======== MATERIALS PROVIDED ========

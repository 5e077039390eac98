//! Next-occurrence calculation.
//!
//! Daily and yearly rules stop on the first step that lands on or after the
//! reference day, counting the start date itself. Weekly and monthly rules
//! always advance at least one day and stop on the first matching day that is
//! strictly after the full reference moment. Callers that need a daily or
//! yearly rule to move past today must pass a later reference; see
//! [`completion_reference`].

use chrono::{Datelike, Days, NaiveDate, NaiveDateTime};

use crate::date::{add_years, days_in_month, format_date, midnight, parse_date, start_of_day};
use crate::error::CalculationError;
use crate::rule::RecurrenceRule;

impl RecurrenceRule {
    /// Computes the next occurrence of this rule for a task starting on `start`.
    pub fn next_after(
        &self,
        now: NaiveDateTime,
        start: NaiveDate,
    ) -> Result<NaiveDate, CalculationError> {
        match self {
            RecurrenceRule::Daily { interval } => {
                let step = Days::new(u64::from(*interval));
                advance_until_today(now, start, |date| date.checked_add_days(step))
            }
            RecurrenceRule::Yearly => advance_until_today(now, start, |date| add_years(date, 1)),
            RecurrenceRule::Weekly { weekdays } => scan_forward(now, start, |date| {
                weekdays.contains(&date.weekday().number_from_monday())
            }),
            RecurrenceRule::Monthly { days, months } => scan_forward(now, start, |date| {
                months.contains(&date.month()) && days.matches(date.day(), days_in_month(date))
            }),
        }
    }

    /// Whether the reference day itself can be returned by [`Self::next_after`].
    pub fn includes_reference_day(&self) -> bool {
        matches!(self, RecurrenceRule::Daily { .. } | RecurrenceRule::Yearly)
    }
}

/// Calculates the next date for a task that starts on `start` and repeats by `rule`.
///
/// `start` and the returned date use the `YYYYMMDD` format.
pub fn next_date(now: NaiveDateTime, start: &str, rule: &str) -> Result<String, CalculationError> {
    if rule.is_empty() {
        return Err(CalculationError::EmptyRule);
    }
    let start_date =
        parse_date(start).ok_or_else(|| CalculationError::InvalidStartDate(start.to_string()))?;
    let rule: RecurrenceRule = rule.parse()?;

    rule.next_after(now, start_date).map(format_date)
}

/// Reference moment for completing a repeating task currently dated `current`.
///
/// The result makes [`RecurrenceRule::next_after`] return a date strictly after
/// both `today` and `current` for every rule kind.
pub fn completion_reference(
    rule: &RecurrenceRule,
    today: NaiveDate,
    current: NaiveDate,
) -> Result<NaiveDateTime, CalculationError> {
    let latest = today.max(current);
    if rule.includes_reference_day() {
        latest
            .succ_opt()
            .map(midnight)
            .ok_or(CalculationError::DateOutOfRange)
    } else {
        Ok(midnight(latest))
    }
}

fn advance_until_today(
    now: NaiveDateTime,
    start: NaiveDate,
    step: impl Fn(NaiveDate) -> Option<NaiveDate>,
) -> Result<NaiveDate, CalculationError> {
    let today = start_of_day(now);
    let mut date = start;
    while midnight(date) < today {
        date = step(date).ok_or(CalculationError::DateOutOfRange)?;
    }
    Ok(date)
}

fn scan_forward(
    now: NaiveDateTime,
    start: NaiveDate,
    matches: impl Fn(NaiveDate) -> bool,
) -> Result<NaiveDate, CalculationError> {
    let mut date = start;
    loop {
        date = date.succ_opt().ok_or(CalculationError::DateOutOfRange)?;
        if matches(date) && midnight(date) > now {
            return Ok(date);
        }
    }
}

========
======== MATERIALS PROVIDED ========

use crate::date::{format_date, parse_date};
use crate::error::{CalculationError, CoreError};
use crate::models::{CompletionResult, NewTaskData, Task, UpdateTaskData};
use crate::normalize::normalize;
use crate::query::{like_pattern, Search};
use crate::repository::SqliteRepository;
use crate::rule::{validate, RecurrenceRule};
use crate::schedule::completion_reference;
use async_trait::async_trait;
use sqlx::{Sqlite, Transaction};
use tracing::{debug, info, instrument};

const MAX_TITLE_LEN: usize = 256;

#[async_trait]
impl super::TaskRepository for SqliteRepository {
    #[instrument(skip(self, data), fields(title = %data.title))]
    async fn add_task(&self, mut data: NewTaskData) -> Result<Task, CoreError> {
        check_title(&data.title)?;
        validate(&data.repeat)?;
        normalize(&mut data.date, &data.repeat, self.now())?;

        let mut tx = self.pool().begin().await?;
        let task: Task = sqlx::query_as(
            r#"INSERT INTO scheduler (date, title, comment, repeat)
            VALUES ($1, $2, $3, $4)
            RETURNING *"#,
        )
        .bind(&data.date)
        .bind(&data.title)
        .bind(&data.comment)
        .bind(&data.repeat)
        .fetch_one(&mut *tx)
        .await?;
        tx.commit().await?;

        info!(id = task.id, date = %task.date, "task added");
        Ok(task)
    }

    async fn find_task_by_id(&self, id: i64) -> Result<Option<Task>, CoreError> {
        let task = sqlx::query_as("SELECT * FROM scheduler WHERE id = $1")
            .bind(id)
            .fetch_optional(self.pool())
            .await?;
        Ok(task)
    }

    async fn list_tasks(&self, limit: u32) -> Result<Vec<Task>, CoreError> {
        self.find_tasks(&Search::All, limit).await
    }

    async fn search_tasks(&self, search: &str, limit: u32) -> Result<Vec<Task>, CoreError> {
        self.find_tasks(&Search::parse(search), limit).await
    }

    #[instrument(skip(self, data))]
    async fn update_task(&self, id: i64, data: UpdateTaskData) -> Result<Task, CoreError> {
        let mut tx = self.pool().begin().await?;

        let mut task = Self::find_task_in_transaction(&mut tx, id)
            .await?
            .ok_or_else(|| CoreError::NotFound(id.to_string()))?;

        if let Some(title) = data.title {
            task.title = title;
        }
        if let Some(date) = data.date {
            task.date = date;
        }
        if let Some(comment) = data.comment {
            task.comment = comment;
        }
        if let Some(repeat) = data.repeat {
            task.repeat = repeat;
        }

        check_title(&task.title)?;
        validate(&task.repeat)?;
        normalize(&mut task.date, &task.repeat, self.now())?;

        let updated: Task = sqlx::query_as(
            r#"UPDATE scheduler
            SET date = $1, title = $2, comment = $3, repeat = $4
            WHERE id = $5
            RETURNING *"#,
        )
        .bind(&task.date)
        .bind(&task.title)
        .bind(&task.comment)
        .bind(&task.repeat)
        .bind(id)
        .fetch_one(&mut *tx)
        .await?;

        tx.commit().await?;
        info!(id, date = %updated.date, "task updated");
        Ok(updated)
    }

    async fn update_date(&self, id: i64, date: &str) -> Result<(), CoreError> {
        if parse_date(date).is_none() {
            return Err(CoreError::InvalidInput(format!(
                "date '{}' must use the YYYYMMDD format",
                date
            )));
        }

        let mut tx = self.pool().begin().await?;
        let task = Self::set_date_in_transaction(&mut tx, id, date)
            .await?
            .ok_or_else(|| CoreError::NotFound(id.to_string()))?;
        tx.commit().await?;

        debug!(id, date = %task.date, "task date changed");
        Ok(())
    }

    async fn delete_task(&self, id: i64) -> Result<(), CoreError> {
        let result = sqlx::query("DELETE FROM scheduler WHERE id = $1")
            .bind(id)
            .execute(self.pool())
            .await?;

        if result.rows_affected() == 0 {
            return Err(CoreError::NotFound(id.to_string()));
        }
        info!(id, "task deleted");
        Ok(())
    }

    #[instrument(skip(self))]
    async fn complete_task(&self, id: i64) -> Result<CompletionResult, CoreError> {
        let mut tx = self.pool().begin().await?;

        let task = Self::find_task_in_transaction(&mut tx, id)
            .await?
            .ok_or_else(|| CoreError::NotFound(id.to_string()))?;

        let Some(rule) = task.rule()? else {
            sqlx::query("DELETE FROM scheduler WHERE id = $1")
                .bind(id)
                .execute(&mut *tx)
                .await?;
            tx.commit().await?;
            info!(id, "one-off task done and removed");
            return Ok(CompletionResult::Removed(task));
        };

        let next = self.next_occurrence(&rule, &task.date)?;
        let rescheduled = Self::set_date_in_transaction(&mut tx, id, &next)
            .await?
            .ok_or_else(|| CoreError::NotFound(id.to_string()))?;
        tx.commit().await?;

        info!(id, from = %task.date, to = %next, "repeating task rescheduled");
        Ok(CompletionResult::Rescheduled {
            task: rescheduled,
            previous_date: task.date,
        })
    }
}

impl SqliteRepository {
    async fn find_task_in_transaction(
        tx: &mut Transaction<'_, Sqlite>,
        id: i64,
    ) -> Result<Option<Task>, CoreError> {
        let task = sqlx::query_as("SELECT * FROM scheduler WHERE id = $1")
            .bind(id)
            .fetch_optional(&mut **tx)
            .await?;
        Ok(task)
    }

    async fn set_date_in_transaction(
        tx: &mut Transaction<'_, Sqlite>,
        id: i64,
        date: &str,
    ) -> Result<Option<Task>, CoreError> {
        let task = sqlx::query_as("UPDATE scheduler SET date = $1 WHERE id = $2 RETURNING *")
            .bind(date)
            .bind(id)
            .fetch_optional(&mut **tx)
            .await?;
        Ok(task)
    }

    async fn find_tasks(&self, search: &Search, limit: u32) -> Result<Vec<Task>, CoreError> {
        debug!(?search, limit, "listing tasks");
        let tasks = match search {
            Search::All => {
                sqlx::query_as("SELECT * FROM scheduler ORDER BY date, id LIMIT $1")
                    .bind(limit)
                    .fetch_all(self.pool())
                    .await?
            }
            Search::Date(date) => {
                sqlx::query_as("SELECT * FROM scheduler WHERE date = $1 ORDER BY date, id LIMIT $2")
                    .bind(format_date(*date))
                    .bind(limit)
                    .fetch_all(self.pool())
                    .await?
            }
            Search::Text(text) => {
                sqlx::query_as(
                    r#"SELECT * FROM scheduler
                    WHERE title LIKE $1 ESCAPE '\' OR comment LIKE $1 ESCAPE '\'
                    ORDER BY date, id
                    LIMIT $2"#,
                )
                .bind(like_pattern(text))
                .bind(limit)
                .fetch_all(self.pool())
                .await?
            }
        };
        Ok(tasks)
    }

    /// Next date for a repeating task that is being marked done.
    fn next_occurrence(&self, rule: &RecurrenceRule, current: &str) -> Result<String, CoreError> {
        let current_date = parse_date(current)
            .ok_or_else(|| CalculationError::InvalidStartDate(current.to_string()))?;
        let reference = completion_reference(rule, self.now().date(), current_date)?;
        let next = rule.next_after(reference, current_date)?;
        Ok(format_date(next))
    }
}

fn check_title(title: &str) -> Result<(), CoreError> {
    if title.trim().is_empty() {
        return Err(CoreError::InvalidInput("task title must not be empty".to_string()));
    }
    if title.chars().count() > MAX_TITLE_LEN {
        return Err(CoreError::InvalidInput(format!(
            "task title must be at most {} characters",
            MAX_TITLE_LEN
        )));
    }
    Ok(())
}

========
======== MATERIALS PROVIDED ========

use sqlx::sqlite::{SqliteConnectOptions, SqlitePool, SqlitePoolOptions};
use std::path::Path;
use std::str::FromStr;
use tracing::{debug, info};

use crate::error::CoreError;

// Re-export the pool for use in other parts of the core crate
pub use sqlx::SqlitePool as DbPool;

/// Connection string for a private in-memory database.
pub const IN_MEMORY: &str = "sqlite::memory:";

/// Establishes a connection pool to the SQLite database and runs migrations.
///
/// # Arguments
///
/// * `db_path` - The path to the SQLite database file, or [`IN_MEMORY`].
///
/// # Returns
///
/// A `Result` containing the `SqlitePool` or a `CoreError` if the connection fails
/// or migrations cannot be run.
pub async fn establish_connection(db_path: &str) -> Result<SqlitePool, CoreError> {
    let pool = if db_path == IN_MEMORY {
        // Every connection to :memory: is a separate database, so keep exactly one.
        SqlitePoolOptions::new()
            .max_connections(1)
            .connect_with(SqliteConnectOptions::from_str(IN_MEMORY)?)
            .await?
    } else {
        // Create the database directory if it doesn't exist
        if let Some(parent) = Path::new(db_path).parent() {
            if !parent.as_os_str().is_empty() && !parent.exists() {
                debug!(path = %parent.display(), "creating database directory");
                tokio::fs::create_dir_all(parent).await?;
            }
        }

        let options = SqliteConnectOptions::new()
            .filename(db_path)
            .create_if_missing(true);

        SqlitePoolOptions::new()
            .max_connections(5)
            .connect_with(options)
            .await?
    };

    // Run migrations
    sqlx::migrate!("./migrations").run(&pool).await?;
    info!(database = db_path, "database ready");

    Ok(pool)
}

========

### TASK:
Please give an exact copy of the entries above, from the line with "repository 5e077039390eac98" down to the line with "pub fn includes_reference_day(&self)", inclusive, and nothing else.

### SOLUTION TO THIS TASK:
repository 5e077039390eac98
//! Next-occurrence calculation.
//!
//! Daily and yearly rules stop on the first step that lands on or after the
//! reference day, counting the start date itself. Weekly and monthly rules
//! always advance at least one day and stop on the first matching day that is
//! strictly after the full reference moment. Callers that need a daily or
//! yearly rule to move past today must pass a later reference; see
//! [`completion_reference`].

use chrono::{Datelike, Days, NaiveDate, NaiveDateTime};

use crate::date::{add_years, days_in_month, format_date, midnight, parse_date, start_of_day};
use crate::error::CalculationError;
use crate::rule::RecurrenceRule;

impl RecurrenceRule {
    /// Computes the next occurrence of this rule for a task starting on `start`.
    pub fn next_after(
        &self,
        now: NaiveDateTime,
        start: NaiveDate,
    ) -> Result<NaiveDate, CalculationError> {
        match self {
            RecurrenceRule::Daily { interval } => {
                let step = Days::new(u64::from(*interval));
                advance_until_today(now, start, |date| date.checked_add_days(step))
            }
            RecurrenceRule::Yearly => advance_until_today(now, start, |date| add_years(date, 1)),
            RecurrenceRule::Weekly { weekdays } => scan_forward(now, start, |date| {
                weekdays.contains(&date.weekday().number_from_monday())
            }),
            RecurrenceRule::Monthly { days, months } => scan_forward(now, start, |date| {
                months.contains(&date.month()) && days.matches(date.day(), days_in_month(date))
            }),
        }
    }

    /// Whether the reference day itself can be returned by [`Self::next_after`].
    pub fn includes_reference_day(&self) -> bool {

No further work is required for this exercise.